Repeat the data in full. No line may differ from the original.

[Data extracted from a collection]
▶

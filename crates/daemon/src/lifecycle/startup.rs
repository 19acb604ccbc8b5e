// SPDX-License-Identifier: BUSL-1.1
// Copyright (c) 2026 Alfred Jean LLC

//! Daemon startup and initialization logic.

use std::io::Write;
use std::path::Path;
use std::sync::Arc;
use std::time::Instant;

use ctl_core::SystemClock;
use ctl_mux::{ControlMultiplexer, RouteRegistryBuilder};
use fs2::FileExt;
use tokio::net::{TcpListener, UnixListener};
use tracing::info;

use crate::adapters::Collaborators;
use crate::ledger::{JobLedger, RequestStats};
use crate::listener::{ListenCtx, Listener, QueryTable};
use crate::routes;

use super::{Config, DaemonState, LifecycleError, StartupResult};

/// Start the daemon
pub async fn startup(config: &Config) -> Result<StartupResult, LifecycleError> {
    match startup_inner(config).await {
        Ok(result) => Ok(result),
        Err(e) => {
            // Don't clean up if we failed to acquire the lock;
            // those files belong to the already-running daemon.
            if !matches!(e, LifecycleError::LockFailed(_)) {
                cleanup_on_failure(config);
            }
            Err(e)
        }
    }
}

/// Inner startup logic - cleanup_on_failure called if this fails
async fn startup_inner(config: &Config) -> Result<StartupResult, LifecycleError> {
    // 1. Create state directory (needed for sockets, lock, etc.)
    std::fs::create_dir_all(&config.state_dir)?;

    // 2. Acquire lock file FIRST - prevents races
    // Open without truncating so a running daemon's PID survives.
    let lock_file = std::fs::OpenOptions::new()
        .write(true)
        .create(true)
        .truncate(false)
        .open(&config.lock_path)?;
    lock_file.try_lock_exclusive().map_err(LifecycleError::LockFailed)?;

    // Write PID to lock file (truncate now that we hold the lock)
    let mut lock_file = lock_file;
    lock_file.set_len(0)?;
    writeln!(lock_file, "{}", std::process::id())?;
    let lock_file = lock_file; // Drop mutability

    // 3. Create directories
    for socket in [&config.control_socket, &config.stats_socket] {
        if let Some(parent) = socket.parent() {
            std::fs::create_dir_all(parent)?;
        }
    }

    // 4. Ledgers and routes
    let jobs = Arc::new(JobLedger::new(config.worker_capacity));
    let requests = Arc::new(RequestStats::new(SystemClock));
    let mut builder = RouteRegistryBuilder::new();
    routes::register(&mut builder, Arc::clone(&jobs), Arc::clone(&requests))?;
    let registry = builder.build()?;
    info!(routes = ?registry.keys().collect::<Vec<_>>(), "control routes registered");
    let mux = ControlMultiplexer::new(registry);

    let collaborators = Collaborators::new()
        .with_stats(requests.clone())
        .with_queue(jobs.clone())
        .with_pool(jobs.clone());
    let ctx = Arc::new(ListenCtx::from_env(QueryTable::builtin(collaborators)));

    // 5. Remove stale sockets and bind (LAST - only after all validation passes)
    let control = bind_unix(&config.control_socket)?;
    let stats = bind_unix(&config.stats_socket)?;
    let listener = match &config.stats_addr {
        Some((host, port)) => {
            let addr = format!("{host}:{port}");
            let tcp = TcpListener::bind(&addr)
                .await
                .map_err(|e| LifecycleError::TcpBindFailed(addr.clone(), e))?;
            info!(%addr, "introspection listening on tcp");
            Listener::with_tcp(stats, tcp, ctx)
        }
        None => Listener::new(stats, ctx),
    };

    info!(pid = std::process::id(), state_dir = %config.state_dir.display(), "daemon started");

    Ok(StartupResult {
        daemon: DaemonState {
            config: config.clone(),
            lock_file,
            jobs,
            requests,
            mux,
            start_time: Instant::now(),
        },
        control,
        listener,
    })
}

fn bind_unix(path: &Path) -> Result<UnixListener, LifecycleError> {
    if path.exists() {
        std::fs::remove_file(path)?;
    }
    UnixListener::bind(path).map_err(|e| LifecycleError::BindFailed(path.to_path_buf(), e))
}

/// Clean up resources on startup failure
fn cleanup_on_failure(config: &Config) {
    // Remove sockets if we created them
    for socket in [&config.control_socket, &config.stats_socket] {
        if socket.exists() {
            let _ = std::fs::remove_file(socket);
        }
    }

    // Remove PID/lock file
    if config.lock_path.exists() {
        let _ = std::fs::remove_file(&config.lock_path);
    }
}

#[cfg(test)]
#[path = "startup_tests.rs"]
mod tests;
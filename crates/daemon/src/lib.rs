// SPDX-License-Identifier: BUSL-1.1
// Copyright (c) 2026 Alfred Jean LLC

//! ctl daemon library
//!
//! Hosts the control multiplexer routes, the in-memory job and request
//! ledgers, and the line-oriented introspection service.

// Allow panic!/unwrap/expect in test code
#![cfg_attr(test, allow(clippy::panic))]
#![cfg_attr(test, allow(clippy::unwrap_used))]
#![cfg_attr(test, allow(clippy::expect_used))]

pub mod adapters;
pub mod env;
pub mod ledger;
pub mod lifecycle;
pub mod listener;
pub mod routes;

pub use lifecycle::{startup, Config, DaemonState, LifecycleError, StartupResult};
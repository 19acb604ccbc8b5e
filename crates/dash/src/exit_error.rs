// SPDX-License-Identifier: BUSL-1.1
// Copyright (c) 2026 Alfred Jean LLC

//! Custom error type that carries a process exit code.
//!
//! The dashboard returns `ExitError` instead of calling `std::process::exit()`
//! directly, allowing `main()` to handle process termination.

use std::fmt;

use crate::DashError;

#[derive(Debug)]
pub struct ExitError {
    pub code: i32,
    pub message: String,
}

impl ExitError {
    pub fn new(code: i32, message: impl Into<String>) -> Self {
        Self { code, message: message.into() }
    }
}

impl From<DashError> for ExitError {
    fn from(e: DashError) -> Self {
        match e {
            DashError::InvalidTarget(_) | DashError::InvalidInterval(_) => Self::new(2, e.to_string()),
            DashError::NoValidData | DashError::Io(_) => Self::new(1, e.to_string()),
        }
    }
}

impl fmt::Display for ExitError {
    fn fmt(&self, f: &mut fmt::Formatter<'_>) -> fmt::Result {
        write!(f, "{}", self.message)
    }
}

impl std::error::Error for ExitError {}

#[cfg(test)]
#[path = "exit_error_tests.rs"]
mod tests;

◀

**SOLUTION TO THE PROBLEM**
filename crates/daemon/src/lifecycle/startup.rs
repository 19acb604ccbc8b5e
// SPDX-License-Identifier: BUSL-1.1
// Copyright (c) 2026 Alfred Jean LLC

//! Daemon startup and initialization logic.

use std::io::Write;
use std::path::Path;
use std::sync::Arc;
use std::time::Instant;

use ctl_core::SystemClock;
use ctl_mux::{ControlMultiplexer, RouteRegistryBuilder};
use fs2::FileExt;
use tokio::net::{TcpListener, UnixListener};
use tracing::info;

use crate::adapters::Collaborators;
use crate::ledger::{JobLedger, RequestStats};
use crate::listener::{ListenCtx, Listener, QueryTable};
use crate::routes;

use super::{Config, DaemonState, LifecycleError, StartupResult};

/// Start the daemon
pub async fn startup(config: &Config) -> Result<StartupResult, LifecycleError> {
    match startup_inner(config).await {
        Ok(result) => Ok(result),
        Err(e) => {
            // Don't clean up if we failed to acquire the lock;
            // those files belong to the already-running daemon.
            if !matches!(e, LifecycleError::LockFailed(_)) {
                cleanup_on_failure(config);
            }
            Err(e)
        }
    }
}

/// Inner startup logic - cleanup_on_failure called if this fails
async fn startup_inner(config: &Config) -> Result<StartupResult, LifecycleError> {
    // 1. Create state directory (needed for sockets, lock, etc.)
    std::fs::create_dir_all(&config.state_dir)?;

    // 2. Acquire lock file FIRST - prevents races
    // Open without truncating so a running daemon's PID survives.
    let lock_file = std::fs::OpenOptions::new()
        .write(true)
        .create(true)
        .truncate(false)
        .open(&config.lock_path)?;
    lock_file.try_lock_exclusive().map_err(LifecycleError::LockFailed)?;

    // Write PID to lock file (truncate now that we hold the lock)
    let mut lock_file = lock_file;
    lock_file.set_len(0)?;
    writeln!(lock_file, "{}", std::process::id())?;
    let lock_file = lock_file; // Drop mutability

    // 3. Create directories
    for socket in [&config.control_socket, &config.stats_socket] {
        if let Some(parent) = socket.parent() {
            std::fs::create_dir_all(parent)?;
        }
    }

    // 4. Ledgers and routes
    let jobs = Arc::new(JobLedger::new(config.worker_capacity));
    let requests = Arc::new(RequestStats::new(SystemClock));
    let mut builder = RouteRegistryBuilder::new();
    routes::register(&mut builder, Arc::clone(&jobs), Arc::clone(&requests))?;
    let registry = builder.build()?;
    info!(routes = ?registry.keys().collect::<Vec<_>>(), "control routes registered");
    let mux = ControlMultiplexer::new(registry);

    let collaborators = Collaborators::new()
        .with_stats(requests.clone())
        .with_queue(jobs.clone())
        .with_pool(jobs.clone());
    let ctx = Arc::new(ListenCtx::from_env(QueryTable::builtin(collaborators)));

    // 5. Remove stale sockets and bind (LAST - only after all validation passes)
    let control = bind_unix(&config.control_socket)?;
    let stats = bind_unix(&config.stats_socket)?;
    let listener = match &config.stats_addr {
        Some((host, port)) => {
            let addr = format!("{host}:{port}");
            let tcp = TcpListener::bind(&addr)
                .await
                .map_err(|e| LifecycleError::TcpBindFailed(addr.clone(), e))?;
            info!(%addr, "introspection listening on tcp");
            Listener::with_tcp(stats, tcp, ctx)
        }
        None => Listener::new(stats, ctx),
    };

    info!(pid = std::process::id(), state_dir = %config.state_dir.display(), "daemon started");

    Ok(StartupResult {
        daemon: DaemonState {
            config: config.clone(),
            lock_file,
            jobs,
            requests,
            mux,
            start_time: Instant::now(),
        },
        control,
        listener,
    })
}

fn bind_unix(path: &Path) -> Result<UnixListener, LifecycleError> {
    if path.exists() {
        std::fs::remove_file(path)?;
    }
    UnixListener::bind(path).map_err(|e| LifecycleError::BindFailed(path.to_path_buf(), e))
}

/// Clean up resources on startup failure
fn cleanup_on_failure(config: &Config) {
    // Remove sockets if we created them
    for socket in [&config.control_socket, &config.stats_socket] {
        if socket.exists() {
            let _ = std::fs::remove_file(socket);
        }
    }

    // Remove PID/lock file
    if config.lock_path.exists() {
        let _ = std::fs::remove_file(&config.lock_path);
    }
}

#[cfg(test)]
#[path = "startup_tests.rs"]
mod tests;
filename crates/daemon/src/lib.rs
// SPDX-License-Identifier: BUSL-1.1
// Copyright (c) 2026 Alfred Jean LLC

//! ctl daemon library
//!
//! Hosts the control multiplexer routes, the in-memory job and request
//! ledgers, and the line-oriented introspection service.

// Allow panic!/unwrap/expect in test code
#![cfg_attr(test, allow(clippy::panic))]
#![cfg_attr(test, allow(clippy::unwrap_used))]
#![cfg_attr(test, allow(clippy::expect_used))]

pub mod adapters;
pub mod env;
pub mod ledger;
pub mod lifecycle;
pub mod listener;
pub mod routes;

pub use lifecycle::{startup, Config, DaemonState, LifecycleError, StartupResult};
repository 19acb604ccbc8b5e
filename crates/dash/src/exit_error.rs
// SPDX-License-Identifier: BUSL-1.1
// Copyright (c) 2026 Alfred Jean LLC

//! Custom error type that carries a process exit code.
//!
//! The dashboard returns `ExitError` instead of calling `std::process::exit()`
//! directly, allowing `main()` to handle process termination.

use std::fmt;

use crate::DashError;

#[derive(Debug)]
pub struct ExitError {
    pub code: i32,
    pub message: String,
}

impl ExitError {
    pub fn new(code: i32, message: impl Into<String>) -> Self {
        Self { code, message: message.into() }
    }
}

impl From<DashError> for ExitError {
    fn from(e: DashError) -> Self {
        match e {
            DashError::InvalidTarget(_) | DashError::InvalidInterval(_) => Self::new(2, e.to_string()),
            DashError::NoValidData | DashError::Io(_) => Self::new(1, e.to_string()),
        }
    }
}

impl fmt::Display for ExitError {
    fn fmt(&self, f: &mut fmt::Formatter<'_>) -> fmt::Result {
        write!(f, "{}", self.message)
    }
}

impl std::error::Error for ExitError {}

#[cfg(test)]
#[path = "exit_error_tests.rs"]
mod tests;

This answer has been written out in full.